Description of the task.
Reproduce the first line of the entries that follow and each later line, word for word, ending with the one containing "use crate::error::IntegrityError;".

***** Source information *****

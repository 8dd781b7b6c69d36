//! Source admission: origin/allow-list checks, traversal rejection and
//! subresource-integrity digests.

use std::fmt;
use std::path::PathBuf;

use base64::engine::general_purpose::STANDARD;
use base64::Engine as _;
use sha2::{Digest, Sha256, Sha384, Sha512};
use url::Url;

use crate::config::{IntegritySettings, SourceCandidate};
use crate::error::IntegrityError;

#[derive(Debug, Clone, Copy, PartialEq, Eq, PartialOrd, Ord)]
pub enum HashAlgorithm {
    Sha256,
    Sha384,
    Sha512,
}

impl HashAlgorithm {
    pub fn as_str(&self) -> &'static str {
        match self {
            HashAlgorithm::Sha256 => "sha256",
            HashAlgorithm::Sha384 => "sha384",
            HashAlgorithm::Sha512 => "sha512",
        }
    }

    fn digest_len(&self) -> usize {
        match self {
            HashAlgorithm::Sha256 => 32,
            HashAlgorithm::Sha384 => 48,
            HashAlgorithm::Sha512 => 64,
        }
    }

    fn digest(&self, bytes: &[u8]) -> Vec<u8> {
        match self {
            HashAlgorithm::Sha256 => Sha256::digest(bytes).to_vec(),
            HashAlgorithm::Sha384 => Sha384::digest(bytes).to_vec(),
            HashAlgorithm::Sha512 => Sha512::digest(bytes).to_vec(),
        }
    }
}

#[derive(Debug, Clone, PartialEq, Eq)]
struct ExpectedDigest {
    algorithm: HashAlgorithm,
    digest: Vec<u8>,
}

/// Parsed `alg-base64` integrity metadata. Several space-separated values are
/// allowed; only those using the strongest algorithm present are checked.
#[derive(Debug, Clone, PartialEq, Eq)]
pub struct IntegrityHash {
    expected: Vec<ExpectedDigest>,
    raw: String,
}

impl IntegrityHash {
    pub fn parse(value: &str) -> Result<Self, IntegrityError> {
        let malformed = || IntegrityError::MalformedHash {
            value: value.to_string(),
        };
        let mut expected = Vec::new();
        for token in value.split_whitespace() {
            let (alg, encoded) = token.split_once('-').ok_or_else(malformed)?;
            let algorithm = match alg.to_ascii_lowercase().as_str() {
                "sha256" => HashAlgorithm::Sha256,
                "sha384" => HashAlgorithm::Sha384,
                "sha512" => HashAlgorithm::Sha512,
                _ => return Err(malformed()),
            };
            // SRI allows `?options` after the digest; they carry no meaning here.
            let encoded = encoded.split('?').next().unwrap_or_default();
            let digest = STANDARD.decode(encoded).map_err(|_| malformed())?;
            if digest.len() != algorithm.digest_len() {
                return Err(malformed());
            }
            expected.push(ExpectedDigest { algorithm, digest });
        }
        if expected.is_empty() {
            return Err(malformed());
        }
        let strongest = expected.iter().map(|d| d.algorithm).max().unwrap_or(HashAlgorithm::Sha256);
        expected.retain(|d| d.algorithm == strongest);
        Ok(Self {
            expected,
            raw: value.trim().to_string(),
        })
    }

    /// Build the integrity value for `bytes`, mainly for tooling and tests.
    pub fn compute(algorithm: HashAlgorithm, bytes: &[u8]) -> Self {
        let digest = algorithm.digest(bytes);
        let raw = format!("{}-{}", algorithm.as_str(), STANDARD.encode(&digest));
        Self {
            expected: vec![ExpectedDigest { algorithm, digest }],
            raw,
        }
    }

    pub fn algorithm(&self) -> HashAlgorithm {
        self.expected
            .first()
            .map(|d| d.algorithm)
            .unwrap_or(HashAlgorithm::Sha256)
    }

    pub fn verify(&self, url: &str, bytes: &[u8]) -> Result<(), IntegrityError> {
        let algorithm = self.algorithm();
        let actual = algorithm.digest(bytes);
        if self.expected.iter().any(|d| d.digest == actual) {
            return Ok(());
        }
        Err(IntegrityError::HashMismatch {
            url: url.to_string(),
            algorithm: algorithm.as_str().to_string(),
            expected: self.raw.clone(),
            actual: format!("{}-{}", algorithm.as_str(), STANDARD.encode(&actual)),
        })
    }
}

impl fmt::Display for IntegrityHash {
    fn fmt(&self, f: &mut fmt::Formatter<'_>) -> fmt::Result {
        f.write_str(&self.raw)
    }
}

#[derive(Debug, Clone, PartialEq, Eq)]
pub enum SourceLocation {
    Remote(Url),
    Local(PathBuf),
}

/// A candidate that passed admission, with its resolved location.
#[derive(Debug, Clone)]
pub struct ValidatedSource {
    pub candidate: SourceCandidate,
    pub location: SourceLocation,
    pub integrity: Option<IntegrityHash>,
}

impl ValidatedSource {
    pub fn is_remote(&self) -> bool {
        matches!(self.location, SourceLocation::Remote(_))
    }

    /// The URL as configured; this is the cache key for the source.
    pub fn url(&self) -> &str {
        &self.candidate.url
    }

    pub fn display_location(&self) -> String {
        match &self.location {
            SourceLocation::Remote(url) => url.to_string(),
            SourceLocation::Local(path) => path.display().to_string(),
        }
    }
}

enum Reference {
    SameOrigin(Option<Url>),
    CrossOrigin(Url),
}

#[derive(Debug, Clone)]
pub struct IntegrityValidator {
    origin: Option<Url>,
    trusted_hosts: Vec<String>,
    bundle_dir: PathBuf,
}

impl IntegrityValidator {
    pub fn new(origin: Option<Url>, settings: &IntegritySettings, bundle_dir: PathBuf) -> Self {
        let trusted_hosts = settings
            .trusted_hosts
            .iter()
            .map(|h| h.trim().trim_end_matches('.').to_ascii_lowercase())
            .filter(|h| !h.is_empty())
            .collect();
        Self {
            origin,
            trusted_hosts,
            bundle_dir,
        }
    }

    /// Whether `url` may be fetched at all.
    pub fn validate(&self, url: &str) -> bool {
        self.classify(url).is_ok()
    }

    /// Admit `candidate` and resolve where its bytes live.
    pub fn assess(&self, candidate: &SourceCandidate) -> Result<ValidatedSource, IntegrityError> {
        let reference = self.classify(&candidate.url)?;
        let integrity = candidate
            .integrity
            .as_deref()
            .map(IntegrityHash::parse)
            .transpose()?;
        let location = if candidate.tier.is_local() {
            match reference {
                Reference::SameOrigin(None) => {
                    SourceLocation::Local(self.bundle_dir.join(bundle_relative(&candidate.url)))
                }
                _ => {
                    return Err(IntegrityError::InvalidUrl {
                        url: candidate.url.clone(),
                        reason: "local sources must be relative to the bundle".into(),
                    })
                }
            }
        } else {
            match reference {
                Reference::SameOrigin(Some(url)) | Reference::CrossOrigin(url) => {
                    SourceLocation::Remote(url)
                }
                Reference::SameOrigin(None) => SourceLocation::Remote(self.join_origin(&candidate.url)?),
            }
        };
        Ok(ValidatedSource {
            candidate: candidate.clone(),
            location,
            integrity,
        })
    }

    fn classify(&self, raw: &str) -> Result<Reference, IntegrityError> {
        let trimmed = raw.trim();
        if trimmed.is_empty() {
            return Err(IntegrityError::InvalidUrl {
                url: raw.to_string(),
                reason: "empty".into(),
            });
        }
        // Checked on the raw text: Url::parse would already have collapsed `..`.
        if has_traversal(trimmed) {
            return Err(IntegrityError::PathTraversal {
                url: raw.to_string(),
            });
        }
        let parsed = match Url::parse(trimmed) {
            Ok(url) => url,
            Err(url::ParseError::RelativeUrlWithoutBase) => {
                if trimmed.starts_with("//") {
                    return Err(IntegrityError::InvalidUrl {
                        url: raw.to_string(),
                        reason: "scheme-relative urls are not supported".into(),
                    });
                }
                return Ok(Reference::SameOrigin(None));
            }
            Err(err) => {
                return Err(IntegrityError::InvalidUrl {
                    url: raw.to_string(),
                    reason: err.to_string(),
                })
            }
        };
        if self.is_same_origin(&parsed) {
            return Ok(Reference::SameOrigin(Some(parsed)));
        }
        if parsed.scheme() != "https" {
            return Err(IntegrityError::InsecureScheme {
                url: raw.to_string(),
                scheme: parsed.scheme().to_string(),
            });
        }
        let host = parsed.host_str().unwrap_or_default().to_ascii_lowercase();
        if self.trusted_hosts.iter().any(|h| *h == host) {
            Ok(Reference::CrossOrigin(parsed))
        } else {
            Err(IntegrityError::UntrustedHost {
                url: raw.to_string(),
                host,
            })
        }
    }

    fn is_same_origin(&self, url: &Url) -> bool {
        let Some(origin) = &self.origin else {
            return false;
        };
        url.scheme() == origin.scheme()
            && url.host_str().map(str::to_ascii_lowercase)
                == origin.host_str().map(str::to_ascii_lowercase)
            && url.port_or_known_default() == origin.port_or_known_default()
    }

    fn join_origin(&self, relative: &str) -> Result<Url, IntegrityError> {
        let Some(origin) = &self.origin else {
            return Err(IntegrityError::InvalidUrl {
                url: relative.to_string(),
                reason: "relative remote source needs a configured origin".into(),
            });
        };
        origin.join(relative).map_err(|e| IntegrityError::InvalidUrl {
            url: relative.to_string(),
            reason: e.to_string(),
        })
    }
}

fn has_traversal(raw: &str) -> bool {
    let path = raw.split(|c: char| c == '?' || c == '#').next().unwrap_or_default();
    let decoded = path
        .to_ascii_lowercase()
        .replace("%2e", ".")
        .replace("%2f", "/")
        .replace("%5c", "/")
        .replace('\\', "/");
    decoded.split('/').any(|segment| segment == "..")
}

fn bundle_relative(raw: &str) -> PathBuf {
    let path = raw.split(|c: char| c == '?' || c == '#').next().unwrap_or_default();
    path.trim_start_matches("./")
        .split('/')
        .filter(|s| !s.is_empty() && *s != ".")
        .collect()
}

#[cfg(test)]
mod tests {
    use super::*;
    use crate::config::SourceTier;

    fn validator() -> IntegrityValidator {
        IntegrityValidator::new(
            Some(Url::parse("https://app.example").unwrap()),
            &IntegritySettings {
                trusted_hosts: vec!["cdn.jsdelivr.net".into(), "Unpkg.com".into()],
            },
            PathBuf::from("/opt/app/assets"),
        )
    }

    fn candidate(url: &str, tier: SourceTier) -> SourceCandidate {
        SourceCandidate {
            url: url.into(),
            tier,
            integrity: None,
        }
    }

    #[test]
    fn untrusted_and_traversal_urls_are_rejected() {
        let v = validator();
        assert!(!v.validate("https://evil.example/x.js"));
        assert!(!v.validate("./../../etc/passwd"));
        assert!(!v.validate("models/%2E%2E/secret.onnx"));
        assert!(!v.validate("models\\..\\secret.onnx"));
        assert!(!v.validate("http://cdn.jsdelivr.net/ort.wasm"));
        assert!(v.validate("https://cdn.jsdelivr.net/npm/ort.wasm"));
        assert!(v.validate("https://UNPKG.com/ort.wasm"));
        assert!(v.validate("./models/yolov10n.onnx"));
        assert!(v.validate("https://app.example/models/yolov10n.onnx"));
    }

    #[test]
    fn same_origin_allows_any_path_without_dotdot() {
        let v = validator();
        assert!(v.validate("/models/file..name.onnx"));
        assert!(!v.validate("https://app.example/a/../b.onnx"));
    }

    #[test]
    fn assess_resolves_locations() {
        let v = validator();
        let local = v
            .assess(&candidate("./models/yolov10n.onnx", SourceTier::Local))
            .unwrap();
        assert_eq!(
            local.location,
            SourceLocation::Local(PathBuf::from("/opt/app/assets/models/yolov10n.onnx"))
        );
        let remote = v
            .assess(&candidate("models/yolov10n.onnx", SourceTier::RemotePrimary))
            .unwrap();
        assert_eq!(
            remote.location,
            SourceLocation::Remote(Url::parse("https://app.example/models/yolov10n.onnx").unwrap())
        );
        assert!(v
            .assess(&candidate("https://cdn.jsdelivr.net/m.onnx", SourceTier::Local))
            .is_err());
    }

    #[test]
    fn hash_mismatch_is_a_hard_failure() {
        let good = IntegrityHash::compute(HashAlgorithm::Sha384, b"model-bytes");
        let parsed = IntegrityHash::parse(&good.to_string()).unwrap();
        assert!(parsed.verify("u", b"model-bytes").is_ok());
        let err = parsed.verify("u", b"tampered").unwrap_err();
        assert!(matches!(err, IntegrityError::HashMismatch { .. }));
    }

    #[test]
    fn strongest_algorithm_wins() {
        let weak = IntegrityHash::compute(HashAlgorithm::Sha256, b"abc");
        let strong = IntegrityHash::compute(HashAlgorithm::Sha512, b"abc");
        let both = IntegrityHash::parse(&format!("{weak} {strong}")).unwrap();
        assert_eq!(both.algorithm(), HashAlgorithm::Sha512);
        assert!(both.verify("u", b"abc").is_ok());
    }

    #[test]
    fn malformed_hashes_are_rejected() {
        for value in ["", "md5-abc", "sha384", "sha256-!!!", "sha256-YWJj"] {
            assert!(IntegrityHash::parse(value).is_err(), "{value}");
        }
        let mut c = candidate("https://cdn.jsdelivr.net/m.onnx", SourceTier::RemotePrimary);
        c.integrity = Some("sha384-nope".into());
        assert!(matches!(
            validator().assess(&c),
            Err(IntegrityError::MalformedHash { .. })
        ));
    }
}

*****

Your solution.
repository 8dd781b7b6c69d36
//! Source admission: origin/allow-list checks, traversal rejection and
//! subresource-integrity digests.

use std::fmt;
use std::path::PathBuf;

use base64::engine::general_purpose::STANDARD;
use base64::Engine as _;
use sha2::{Digest, Sha256, Sha384, Sha512};
use url::Url;

use crate::config::{IntegritySettings, SourceCandidate};
use crate::error::IntegrityError;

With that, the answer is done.